§ Collected data:
Content starts

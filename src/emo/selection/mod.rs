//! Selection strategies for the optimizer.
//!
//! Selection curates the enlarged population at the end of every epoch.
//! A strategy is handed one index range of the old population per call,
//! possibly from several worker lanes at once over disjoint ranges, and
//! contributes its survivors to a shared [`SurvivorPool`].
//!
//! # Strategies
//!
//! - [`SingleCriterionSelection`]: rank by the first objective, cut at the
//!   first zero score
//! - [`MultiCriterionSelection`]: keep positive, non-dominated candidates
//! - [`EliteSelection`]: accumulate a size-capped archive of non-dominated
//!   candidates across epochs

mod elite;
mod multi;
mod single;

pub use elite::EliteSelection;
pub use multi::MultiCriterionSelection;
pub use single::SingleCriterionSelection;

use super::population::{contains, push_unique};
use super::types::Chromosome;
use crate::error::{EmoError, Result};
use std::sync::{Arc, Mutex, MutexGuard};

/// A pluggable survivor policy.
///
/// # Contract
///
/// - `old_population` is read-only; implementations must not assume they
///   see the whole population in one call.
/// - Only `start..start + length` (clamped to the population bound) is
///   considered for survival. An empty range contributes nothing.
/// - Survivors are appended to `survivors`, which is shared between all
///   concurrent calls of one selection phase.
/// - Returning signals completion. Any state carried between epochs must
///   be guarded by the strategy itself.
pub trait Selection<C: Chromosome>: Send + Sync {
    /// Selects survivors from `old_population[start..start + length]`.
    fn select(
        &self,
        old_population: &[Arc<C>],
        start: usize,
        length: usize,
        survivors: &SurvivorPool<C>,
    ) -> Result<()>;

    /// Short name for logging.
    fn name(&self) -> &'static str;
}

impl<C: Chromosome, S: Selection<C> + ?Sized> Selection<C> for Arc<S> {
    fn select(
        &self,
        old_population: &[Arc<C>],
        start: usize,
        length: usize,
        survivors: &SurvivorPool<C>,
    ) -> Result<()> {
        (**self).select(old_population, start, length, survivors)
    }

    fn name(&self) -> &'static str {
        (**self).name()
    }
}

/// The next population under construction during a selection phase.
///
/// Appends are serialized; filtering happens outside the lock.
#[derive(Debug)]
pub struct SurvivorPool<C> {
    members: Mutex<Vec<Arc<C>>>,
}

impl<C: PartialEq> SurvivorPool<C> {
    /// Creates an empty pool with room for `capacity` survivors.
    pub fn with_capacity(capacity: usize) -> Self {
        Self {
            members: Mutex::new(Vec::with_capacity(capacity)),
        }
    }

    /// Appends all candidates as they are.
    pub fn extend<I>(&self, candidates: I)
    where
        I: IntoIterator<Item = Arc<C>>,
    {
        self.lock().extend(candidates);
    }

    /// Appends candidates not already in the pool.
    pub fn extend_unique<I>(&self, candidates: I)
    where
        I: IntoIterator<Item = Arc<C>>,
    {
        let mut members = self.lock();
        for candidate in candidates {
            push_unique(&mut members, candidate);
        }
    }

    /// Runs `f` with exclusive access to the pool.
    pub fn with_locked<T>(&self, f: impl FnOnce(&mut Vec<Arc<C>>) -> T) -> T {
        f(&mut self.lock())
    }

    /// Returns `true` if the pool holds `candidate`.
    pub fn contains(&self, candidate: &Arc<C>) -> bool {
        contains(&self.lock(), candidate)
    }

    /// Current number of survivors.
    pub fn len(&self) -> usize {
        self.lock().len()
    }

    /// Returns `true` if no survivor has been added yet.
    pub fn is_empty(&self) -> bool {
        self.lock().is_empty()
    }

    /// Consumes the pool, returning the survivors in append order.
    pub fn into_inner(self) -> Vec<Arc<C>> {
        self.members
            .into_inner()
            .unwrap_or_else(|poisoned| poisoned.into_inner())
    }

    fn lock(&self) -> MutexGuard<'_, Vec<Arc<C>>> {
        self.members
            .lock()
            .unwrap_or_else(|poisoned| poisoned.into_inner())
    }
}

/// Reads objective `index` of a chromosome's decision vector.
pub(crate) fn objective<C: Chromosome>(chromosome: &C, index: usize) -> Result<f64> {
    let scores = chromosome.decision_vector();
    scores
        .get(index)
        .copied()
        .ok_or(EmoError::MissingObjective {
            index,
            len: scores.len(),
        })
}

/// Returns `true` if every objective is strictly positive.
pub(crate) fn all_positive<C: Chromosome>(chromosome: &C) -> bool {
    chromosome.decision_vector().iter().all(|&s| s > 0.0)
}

Content ends

§ TASK TO COMPLETE: Every line above that holds the string "first" should be copied out.

§ WRITTEN ANSWER:
//! - [`SingleCriterionSelection`]: rank by the first objective, cut at the
//!   first zero score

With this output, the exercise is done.